Prendre une bonne poêle antiadhésive en bon état. Faire fondre du beurre clarifié bien chaud (attention à la conduite du feu!) additionné d'un filet d'huile d'olive et dorer les rognons sens dessus dessous.
Attention, ça gicle et ça pète parfois: gras + eau = explosions. Porter des lunettes. Je dis ça pour ceux qui adorent avoir le nez dans ce qu'ils font, afin d'en récolter tous les arômes et surtout d'exercer un contrôle actif sur l'alchimie. Notre nez est un radar.
Tester. Ils doivent rester un peu roses à coeur. Réserver dans une cocotte, saler, poivrer.
Faire suer dans la poêle une ou deux échalotes finement émincées sans colorer trop.
Récupérer les sucs de cuisson. Pour ce faire, verser sur les échalotes blondies, un demi-verre de fond de sauce de veau, décoller les sucs avec une spatule, attendre un léger épaississement tout en remuant. Un coup de feu final sur une giclée de cognac.

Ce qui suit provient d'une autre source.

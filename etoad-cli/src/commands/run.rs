use crate::output;

use std::path::PathBuf;
use std::sync::atomic::Ordering;
use std::sync::Arc;

use clap::Args;
use color_eyre::Result;

use etoad_service::execution::progress_channel;
use etoad_service::{
    load_file, ExecutionEvent, ExecutionStatus, ProtocolEngine, ServiceConfig, SimulatedCapability,
    StepStatus,
};

/// Run a protocol in process against the simulated capability
#[derive(Args, Debug)]
pub struct RunArgs {
    /// Path to the protocol file (JSON or YAML)
    pub protocol: PathBuf,

    /// Simulated analysis outputs, keyed by technique or step name
    #[arg(long, value_name = "FILE")]
    pub outputs: Option<PathBuf>,

    /// Intermediate payloads emitted per measurement step
    #[arg(long, value_name = "N")]
    pub payloads: Option<u32>,

    /// Delay before each payload, in milliseconds
    #[arg(long, value_name = "MS")]
    pub delay_ms: Option<u64>,
}

pub async fn execute(args: RunArgs, config: &ServiceConfig) -> Result<()> {
    let protocol_path = &args.protocol;

    if !protocol_path.exists() {
        color_eyre::eyre::bail!("Protocol file not found: {}", protocol_path.display());
    }

    output::status("Loading", &format!("{}", protocol_path.display()));
    let protocol = load_file(protocol_path)?;
    output::info(&format!(
        "Protocol '{}': {} steps",
        protocol.name,
        protocol.steps.len()
    ));

    let mut simulation = config.simulation.clone();
    if args.outputs.is_some() {
        simulation.outputs_file = args.outputs;
    }
    if let Some(payloads) = args.payloads {
        simulation.payloads_per_step = payloads;
    }
    if let Some(delay_ms) = args.delay_ms {
        simulation.step_delay_ms = delay_ms;
    }
    let capability = SimulatedCapability::from_config(&simulation)?;

    let engine = ProtocolEngine::new(Arc::new(capability));

    // Ctrl-C stops the run at the next step boundary
    let cancel = engine.cancel_flag();
    tokio::spawn(async move {
        if tokio::signal::ctrl_c().await.is_ok() {
            output::warning("Interrupted, stopping after the current step");
            cancel.store(true, Ordering::SeqCst);
        }
    });

    let (tx, mut rx) = progress_channel();
    let total_steps = protocol.steps.len();
    let exec_handle = tokio::spawn(async move { engine.execute(&protocol, &tx).await });

    while let Some(event) = rx.recv().await {
        match &event {
            ExecutionEvent::ProtocolStarted {
                protocol_name,
                total_steps,
            } => {
                println!();
                output::header(&format!("Protocol '{}' ({} steps)", protocol_name, total_steps));
            }

            ExecutionEvent::StepStarted {
                step_name,
                step_index,
                parameters,
            } => {
                output::status(
                    "Running",
                    &format!("[{}/{}] {}", step_index + 1, total_steps, step_name),
                );
                for (name, value) in parameters {
                    output::dim(&format!("              {} = {}", name, value));
                }
            }

            ExecutionEvent::IntermediatePayload {
                step_name,
                label,
                payload,
                ..
            } => output::payload(step_name, label, payload.len()),

            ExecutionEvent::StepCompleted {
                step_name,
                status,
                outputs,
                error,
                duration,
                ..
            } => {
                if *status == StepStatus::Succeeded {
                    output::success(&format!(
                        "{} ({:.2}s, {} outputs)",
                        step_name,
                        duration.as_secs_f64(),
                        outputs.len()
                    ));
                } else {
                    output::failure(&format!(
                        "{}: {}",
                        step_name,
                        error.as_deref().unwrap_or("failed")
                    ));
                }
            }

            ExecutionEvent::StepSkipped {
                step_name, reason, ..
            } => output::warning(&format!("{} skipped ({})", step_name, reason)),

            ExecutionEvent::StepFailed {
                step_name, error, ..
            } => output::failure(&format!("{}: {}", step_name, error)),

            ExecutionEvent::ProtocolCompleted { .. } => println!(),
        }
    }

    let outcome = exec_handle.await?;
    match outcome.status {
        ExecutionStatus::Succeeded => output::success(&format!(
            "{} in {:.2}s ({} steps with outputs)",
            outcome.termination_message,
            outcome.duration.as_secs_f64(),
            outcome.outputs.len()
        )),
        _ => {
            output::failure(&format!("{}: {}", outcome.status, outcome.termination_message));
            std::process::exit(1);
        }
    }

    Ok(())
}
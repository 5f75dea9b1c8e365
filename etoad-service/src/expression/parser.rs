// Expression Parser
// Recursive descent parser producing an AST for filter/pick expressions

use crate::expression::lexer::{LexError, Lexer, Spanned, Token};

use std::fmt;

#[derive(Debug, Clone, PartialEq)]
pub enum Expr {
    Null,
    Bool(bool),
    Number(f64),
    String(String),

    /// Free variable reference; only `x` survives compilation
    Variable(String),

    /// Function call: abs(x), max(x)
    FunctionCall { name: String, args: Vec<Expr> },

    Unary { op: UnaryOp, expr: Box<Expr> },

    Binary {
        op: BinaryOp,
        left: Box<Expr>,
        right: Box<Expr>,
    },

    /// condition ? then : else
    Ternary {
        condition: Box<Expr>,
        then_expr: Box<Expr>,
        else_expr: Box<Expr>,
    },
}

impl Expr {
    /// Visit this node and all of its descendants, parents first
    pub fn walk<'a>(&'a self, visit: &mut impl FnMut(&'a Expr)) {
        visit(self);
        match self {
            Expr::FunctionCall { args, .. } => args.iter().for_each(|a| a.walk(visit)),
            Expr::Unary { expr, .. } => expr.walk(visit),
            Expr::Binary { left, right, .. } => {
                left.walk(visit);
                right.walk(visit);
            }
            Expr::Ternary {
                condition,
                then_expr,
                else_expr,
            } => {
                condition.walk(visit);
                then_expr.walk(visit);
                else_expr.walk(visit);
            }
            _ => {}
        }
    }
}

#[derive(Debug, Clone, Copy, PartialEq, Eq)]
pub enum UnaryOp {
    Not, // !
    Neg, // -
}

#[derive(Debug, Clone, Copy, PartialEq, Eq)]
pub enum BinaryOp {
    Add,
    Sub,
    Mul,
    Div,
    Mod,

    Eq,
    Ne,
    Lt,
    Le,
    Gt,
    Ge,

    And,
    Or,
}

impl fmt::Display for BinaryOp {
    fn fmt(&self, f: &mut fmt::Formatter<'_>) -> fmt::Result {
        let s = match self {
            BinaryOp::Add => "+",
            BinaryOp::Sub => "-",
            BinaryOp::Mul => "*",
            BinaryOp::Div => "/",
            BinaryOp::Mod => "%",
            BinaryOp::Eq => "==",
            BinaryOp::Ne => "!=",
            BinaryOp::Lt => "<",
            BinaryOp::Le => "<=",
            BinaryOp::Gt => ">",
            BinaryOp::Ge => ">=",
            BinaryOp::And => "&&",
            BinaryOp::Or => "||",
        };
        write!(f, "{}", s)
    }
}

/// Lexing, parsing or validation failure, positioned in the source
#[derive(Debug, Clone, PartialEq)]
pub struct ExprError {
    pub message: String,
    pub position: usize,
}

impl ExprError {
    pub fn new(message: impl Into<String>, position: usize) -> Self {
        Self {
            message: message.into(),
            position,
        }
    }
}

impl fmt::Display for ExprError {
    fn fmt(&self, f: &mut fmt::Formatter<'_>) -> fmt::Result {
        write!(f, "{} at position {}", self.message, self.position)
    }
}

impl std::error::Error for ExprError {}

impl From<LexError> for ExprError {
    fn from(err: LexError) -> Self {
        Self {
            message: err.message,
            position: err.position,
        }
    }
}

pub struct ExprParser {
    tokens: Vec<Spanned>,
    position: usize,
}

impl ExprParser {
    pub fn new(tokens: Vec<Spanned>) -> Self {
        Self {
            tokens,
            position: 0,
        }
    }

    pub fn parse_str(input: &str) -> Result<Expr, ExprError> {
        let tokens = Lexer::new(input).tokenize()?;
        Self::new(tokens).parse()
    }

    pub fn parse(&mut self) -> Result<Expr, ExprError> {
        if self.check(&Token::Eof) {
            return Err(self.error("empty expression"));
        }

        let expr = self.parse_ternary()?;

        if !self.check(&Token::Eof) {
            return Err(self.error(&format!("unexpected token '{}'", self.peek())));
        }

        Ok(expr)
    }

    // Precedence (lowest to highest):
    // ternary, or, and, equality, comparison, additive, multiplicative, unary, call

    fn parse_ternary(&mut self) -> Result<Expr, ExprError> {
        let condition = self.parse_or()?;

        if self.check(&Token::Question) {
            self.advance();
            let then_expr = self.parse_ternary()?;
            self.expect(&Token::Colon, "expected ':' in ternary expression")?;
            let else_expr = self.parse_ternary()?;

            return Ok(Expr::Ternary {
                condition: Box::new(condition),
                then_expr: Box::new(then_expr),
                else_expr: Box::new(else_expr),
            });
        }

        Ok(condition)
    }

    fn parse_or(&mut self) -> Result<Expr, ExprError> {
        let mut left = self.parse_and()?;

        while self.check(&Token::Or) {
            self.advance();
            let right = self.parse_and()?;
            left = binary(BinaryOp::Or, left, right);
        }

        Ok(left)
    }

    fn parse_and(&mut self) -> Result<Expr, ExprError> {
        let mut left = self.parse_equality()?;

        while self.check(&Token::And) {
            self.advance();
            let right = self.parse_equality()?;
            left = binary(BinaryOp::And, left, right);
        }

        Ok(left)
    }

    fn parse_equality(&mut self) -> Result<Expr, ExprError> {
        let mut left = self.parse_comparison()?;

        loop {
            let op = match self.peek() {
                Token::Eq => BinaryOp::Eq,
                Token::Ne => BinaryOp::Ne,
                _ => break,
            };

            self.advance();
            let right = self.parse_comparison()?;
            left = binary(op, left, right);
        }

        Ok(left)
    }

    fn parse_comparison(&mut self) -> Result<Expr, ExprError> {
        let mut left = self.parse_additive()?;

        loop {
            let op = match self.peek() {
                Token::Lt => BinaryOp::Lt,
                Token::Le => BinaryOp::Le,
                Token::Gt => BinaryOp::Gt,
                Token::Ge => BinaryOp::Ge,
                _ => break,
            };

            self.advance();
            let right = self.parse_additive()?;
            left = binary(op, left, right);
        }

        Ok(left)
    }

    fn parse_additive(&mut self) -> Result<Expr, ExprError> {
        let mut left = self.parse_multiplicative()?;

        loop {
            let op = match self.peek() {
                Token::Plus => BinaryOp::Add,
                Token::Minus => BinaryOp::Sub,
                _ => break,
            };

            self.advance();
            let right = self.parse_multiplicative()?;
            left = binary(op, left, right);
        }

        Ok(left)
    }

    fn parse_multiplicative(&mut self) -> Result<Expr, ExprError> {
        let mut left = self.parse_unary()?;

        loop {
            let op = match self.peek() {
                Token::Star => BinaryOp::Mul,
                Token::Slash => BinaryOp::Div,
                Token::Percent => BinaryOp::Mod,
                _ => break,
            };

            self.advance();
            let right = self.parse_unary()?;
            left = binary(op, left, right);
        }

        Ok(left)
    }

    fn parse_unary(&mut self) -> Result<Expr, ExprError> {
        let op = match self.peek() {
            Token::Not => UnaryOp::Not,
            Token::Minus => UnaryOp::Neg,
            _ => return self.parse_primary(),
        };

        self.advance();
        let expr = self.parse_unary()?;
        Ok(Expr::Unary {
            op,
            expr: Box::new(expr),
        })
    }

    fn parse_primary(&mut self) -> Result<Expr, ExprError> {
        match self.peek().clone() {
            Token::Null => {
                self.advance();
                Ok(Expr::Null)
            }
            Token::True => {
                self.advance();
                Ok(Expr::Bool(true))
            }
            Token::False => {
                self.advance();
                Ok(Expr::Bool(false))
            }
            Token::Number(n) => {
                self.advance();
                Ok(Expr::Number(n))
            }
            Token::String(s) => {
                self.advance();
                Ok(Expr::String(s))
            }
            Token::Identifier(name) => {
                self.advance();

                if self.check(&Token::LParen) {
                    let args = self.parse_args()?;
                    Ok(Expr::FunctionCall { name, args })
                } else {
                    Ok(Expr::Variable(name))
                }
            }
            Token::LParen => {
                self.advance();
                let expr = self.parse_ternary()?;
                self.expect(&Token::RParen, "expected ')'")?;
                Ok(expr)
            }
            Token::Eof => Err(self.error("unexpected end of expression")),
            token => Err(self.error(&format!("unexpected token '{}'", token))),
        }
    }

    fn parse_args(&mut self) -> Result<Vec<Expr>, ExprError> {
        self.expect(&Token::LParen, "expected '('")?;

        let mut args = Vec::new();

        if !self.check(&Token::RParen) {
            args.push(self.parse_ternary()?);

            while self.check(&Token::Comma) {
                self.advance();
                if self.check(&Token::RParen) {
                    break; // trailing comma
                }
                args.push(self.parse_ternary()?);
            }
        }

        self.expect(&Token::RParen, "expected ')' after arguments")?;
        Ok(args)
    }

    fn peek(&self) -> &Token {
        self.tokens
            .get(self.position)
            .map(|s| &s.token)
            .unwrap_or(&Token::Eof)
    }

    fn advance(&mut self) {
        if self.position < self.tokens.len() {
            self.position += 1;
        }
    }

    fn check(&self, token: &Token) -> bool {
        std::mem::discriminant(self.peek()) == std::mem::discriminant(token)
    }

    fn expect(&mut self, token: &Token, msg: &str) -> Result<(), ExprError> {
        if self.check(token) {
            self.advance();
            Ok(())
        } else {
            Err(self.error(msg))
        }
    }

    /// Error positioned at the current token's byte offset
    fn error(&self, message: &str) -> ExprError {
        let position = self
            .tokens
            .get(self.position)
            .or_else(|| self.tokens.last())
            .map(|s| s.position)
            .unwrap_or(0);
        ExprError::new(message, position)
    }
}

fn binary(op: BinaryOp, left: Expr, right: Expr) -> Expr {
    Expr::Binary {
        op,
        left: Box::new(left),
        right: Box::new(right),
    }
}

Verser le tout dans la cocotte. Poursuivre la cuisson à feu doux cinq minutes, le temps que les ingrédients se mélangent et verser la crème. Eteindre le feu, remuer, couvrir, c'est prêt. Il aura suffi de dix minutes.
Reprendre la poêle qui a servi à sauter. Y jeter les épinards, d'abord à feu nourri, puis en lousdé. Remuer sens dessus dessous, tout le temps. Et ça fond comme du beurre, sans addition de gras. Saler en fin de cuisson. Réserver au chaud.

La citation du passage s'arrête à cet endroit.